## [Stored items]
use std::collections::{BTreeMap, BTreeSet};

use log::debug;

use super::{partition::Partition, search::Search, Config, Partitionable};
use crate::error::ConfigIssue;

/// Finds the issues of a storage configuration.
pub struct ConfigChecker<'a> {
    config: &'a Config,
}

impl<'a> ConfigChecker<'a> {
    pub fn new(config: &'a Config) -> Self {
        Self { config }
    }

    /// All issues, in declared order.
    pub fn issues(&self) -> Vec<ConfigIssue> {
        let mut issues = Vec::new();
        issues.extend(self.alias_issues());
        issues.extend(self.md_raid_issues());
        issues.extend(self.volume_group_issues());
        issues.extend(self.overused_alias_issues());
        issues.extend(self.search_issues());

        if !issues.is_empty() {
            debug!("Found {} issue(s) in the storage configuration", issues.len());
        }
        issues
    }

    fn alias_issues(&self) -> Vec<ConfigIssue> {
        let mut seen = BTreeSet::new();
        let mut reported = BTreeSet::new();
        self.config
            .aliases()
            .filter(|alias| !seen.insert(*alias) && reported.insert(*alias))
            .map(|alias| ConfigIssue::DuplicatedAlias(alias.to_owned()))
            .collect()
    }

    fn md_raid_issues(&self) -> Vec<ConfigIssue> {
        let mut issues = Vec::new();
        for (index, raid) in self.config.md_raids.iter().enumerate() {
            let label = raid
                .alias
                .clone()
                .or_else(|| raid.name.clone())
                .unwrap_or_else(|| format!("mdRaids[{index}]"));

            issues.extend(
                raid.devices
                    .iter()
                    .filter(|member| !self.config.has_alias(member))
                    .map(|member| ConfigIssue::MissingRaidMember {
                        raid: label.clone(),
                        member: member.clone(),
                    }),
            );

            if let Some(level) = raid.level.filter(|_| raid.is_new()) {
                if raid.devices.len() < level.min_devices() {
                    issues.push(ConfigIssue::WrongRaidMembers {
                        raid: label.clone(),
                        level,
                        count: raid.devices.len(),
                        required: level.min_devices(),
                    });
                }
            }
        }
        issues
    }

    fn volume_group_issues(&self) -> Vec<ConfigIssue> {
        let mut issues = Vec::new();
        for (index, vg) in self.config.volume_groups.iter().enumerate() {
            if vg.name.is_empty() {
                issues.push(ConfigIssue::VolumeGroupWithoutName(index));
            }

            for alias in vg.physical_volume_aliases() {
                if !self.config.has_alias(alias) {
                    issues.push(ConfigIssue::MissingPhysicalVolume {
                        volume_group: vg.name.clone(),
                        alias: alias.to_owned(),
                    });
                }
            }

            for alias in vg.target_device_aliases() {
                let known = self.config.find_drive(alias).is_some()
                    || self.config.find_md_raid(alias).is_some();
                if !known {
                    issues.push(ConfigIssue::MissingTargetDevice {
                        volume_group: vg.name.clone(),
                        alias: alias.to_owned(),
                    });
                }
            }
        }
        issues
    }

    /// A device can only be a member of one RAID or a physical volume of one
    /// volume group.
    fn overused_alias_issues(&self) -> Vec<ConfigIssue> {
        let raid_members = self
            .config
            .md_raids
            .iter()
            .flat_map(|r| r.devices.iter().map(String::as_str));
        let physical_volumes = self
            .config
            .volume_groups
            .iter()
            .flat_map(|vg| vg.physical_volume_aliases());

        let mut users: BTreeMap<&str, usize> = BTreeMap::new();
        let mut issues = Vec::new();
        for alias in raid_members.chain(physical_volumes) {
            let count = users.entry(alias).or_default();
            *count += 1;
            if *count == 2 {
                issues.push(ConfigIssue::OverusedAlias(alias.to_owned()));
            }
        }
        issues
    }

    fn search_issues(&self) -> Vec<ConfigIssue> {
        let mut issues = Vec::new();
        let mut check = |search: Option<&Search>, label: String| {
            if search.is_some_and(Search::not_found_error) {
                issues.push(ConfigIssue::SearchNotFound(label));
            }
        };

        for (index, drive) in self.config.drives.iter().enumerate() {
            let label = drive
                .alias
                .clone()
                .unwrap_or_else(|| format!("drives[{index}]"));
            check(Some(&drive.search), label.clone());
            for (p_index, partition) in drive.partitions.iter().enumerate() {
                check(partition.search.as_ref(), partition_label(&label, p_index, partition));
            }
        }

        for (index, raid) in self.config.md_raids.iter().enumerate() {
            let label = raid
                .alias()
                .map(str::to_owned)
                .unwrap_or_else(|| format!("mdRaids[{index}]"));
            check(raid.search.as_ref(), label.clone());
            for (p_index, partition) in raid.partitions.iter().enumerate() {
                check(partition.search.as_ref(), partition_label(&label, p_index, partition));
            }
        }
        issues
    }
}

fn partition_label(parent: &str, index: usize, partition: &Partition) -> String {
    partition
        .alias
        .clone()
        .unwrap_or_else(|| format!("{parent}.partitions[{index}]"))
}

## [Exercise]
Please copy each line above exactly as written.

## [Answer below]
use std::collections::{BTreeMap, BTreeSet};

use log::debug;

use super::{partition::Partition, search::Search, Config, Partitionable};
use crate::error::ConfigIssue;

/// Finds the issues of a storage configuration.
pub struct ConfigChecker<'a> {
    config: &'a Config,
}

impl<'a> ConfigChecker<'a> {
    pub fn new(config: &'a Config) -> Self {
        Self { config }
    }

    /// All issues, in declared order.
    pub fn issues(&self) -> Vec<ConfigIssue> {
        let mut issues = Vec::new();
        issues.extend(self.alias_issues());
        issues.extend(self.md_raid_issues());
        issues.extend(self.volume_group_issues());
        issues.extend(self.overused_alias_issues());
        issues.extend(self.search_issues());

        if !issues.is_empty() {
            debug!("Found {} issue(s) in the storage configuration", issues.len());
        }
        issues
    }

    fn alias_issues(&self) -> Vec<ConfigIssue> {
        let mut seen = BTreeSet::new();
        let mut reported = BTreeSet::new();
        self.config
            .aliases()
            .filter(|alias| !seen.insert(*alias) && reported.insert(*alias))
            .map(|alias| ConfigIssue::DuplicatedAlias(alias.to_owned()))
            .collect()
    }

    fn md_raid_issues(&self) -> Vec<ConfigIssue> {
        let mut issues = Vec::new();
        for (index, raid) in self.config.md_raids.iter().enumerate() {
            let label = raid
                .alias
                .clone()
                .or_else(|| raid.name.clone())
                .unwrap_or_else(|| format!("mdRaids[{index}]"));

            issues.extend(
                raid.devices
                    .iter()
                    .filter(|member| !self.config.has_alias(member))
                    .map(|member| ConfigIssue::MissingRaidMember {
                        raid: label.clone(),
                        member: member.clone(),
                    }),
            );

            if let Some(level) = raid.level.filter(|_| raid.is_new()) {
                if raid.devices.len() < level.min_devices() {
                    issues.push(ConfigIssue::WrongRaidMembers {
                        raid: label.clone(),
                        level,
                        count: raid.devices.len(),
                        required: level.min_devices(),
                    });
                }
            }
        }
        issues
    }

    fn volume_group_issues(&self) -> Vec<ConfigIssue> {
        let mut issues = Vec::new();
        for (index, vg) in self.config.volume_groups.iter().enumerate() {
            if vg.name.is_empty() {
                issues.push(ConfigIssue::VolumeGroupWithoutName(index));
            }

            for alias in vg.physical_volume_aliases() {
                if !self.config.has_alias(alias) {
                    issues.push(ConfigIssue::MissingPhysicalVolume {
                        volume_group: vg.name.clone(),
                        alias: alias.to_owned(),
                    });
                }
            }

            for alias in vg.target_device_aliases() {
                let known = self.config.find_drive(alias).is_some()
                    || self.config.find_md_raid(alias).is_some();
                if !known {
                    issues.push(ConfigIssue::MissingTargetDevice {
                        volume_group: vg.name.clone(),
                        alias: alias.to_owned(),
                    });
                }
            }
        }
        issues
    }

    /// A device can only be a member of one RAID or a physical volume of one
    /// volume group.
    fn overused_alias_issues(&self) -> Vec<ConfigIssue> {
        let raid_members = self
            .config
            .md_raids
            .iter()
            .flat_map(|r| r.devices.iter().map(String::as_str));
        let physical_volumes = self
            .config
            .volume_groups
            .iter()
            .flat_map(|vg| vg.physical_volume_aliases());

        let mut users: BTreeMap<&str, usize> = BTreeMap::new();
        let mut issues = Vec::new();
        for alias in raid_members.chain(physical_volumes) {
            let count = users.entry(alias).or_default();
            *count += 1;
            if *count == 2 {
                issues.push(ConfigIssue::OverusedAlias(alias.to_owned()));
            }
        }
        issues
    }

    fn search_issues(&self) -> Vec<ConfigIssue> {
        let mut issues = Vec::new();
        let mut check = |search: Option<&Search>, label: String| {
            if search.is_some_and(Search::not_found_error) {
                issues.push(ConfigIssue::SearchNotFound(label));
            }
        };

        for (index, drive) in self.config.drives.iter().enumerate() {
            let label = drive
                .alias
                .clone()
                .unwrap_or_else(|| format!("drives[{index}]"));
            check(Some(&drive.search), label.clone());
            for (p_index, partition) in drive.partitions.iter().enumerate() {
                check(partition.search.as_ref(), partition_label(&label, p_index, partition));
            }
        }

        for (index, raid) in self.config.md_raids.iter().enumerate() {
            let label = raid
                .alias()
                .map(str::to_owned)
                .unwrap_or_else(|| format!("mdRaids[{index}]"));
            check(raid.search.as_ref(), label.clone());
            for (p_index, partition) in raid.partitions.iter().enumerate() {
                check(partition.search.as_ref(), partition_label(&label, p_index, partition));
            }
        }
        issues
    }
}

fn partition_label(parent: &str, index: usize, partition: &Partition) -> String {
    partition
        .alias
        .clone()
        .unwrap_or_else(|| format!("{parent}.partitions[{index}]"))
}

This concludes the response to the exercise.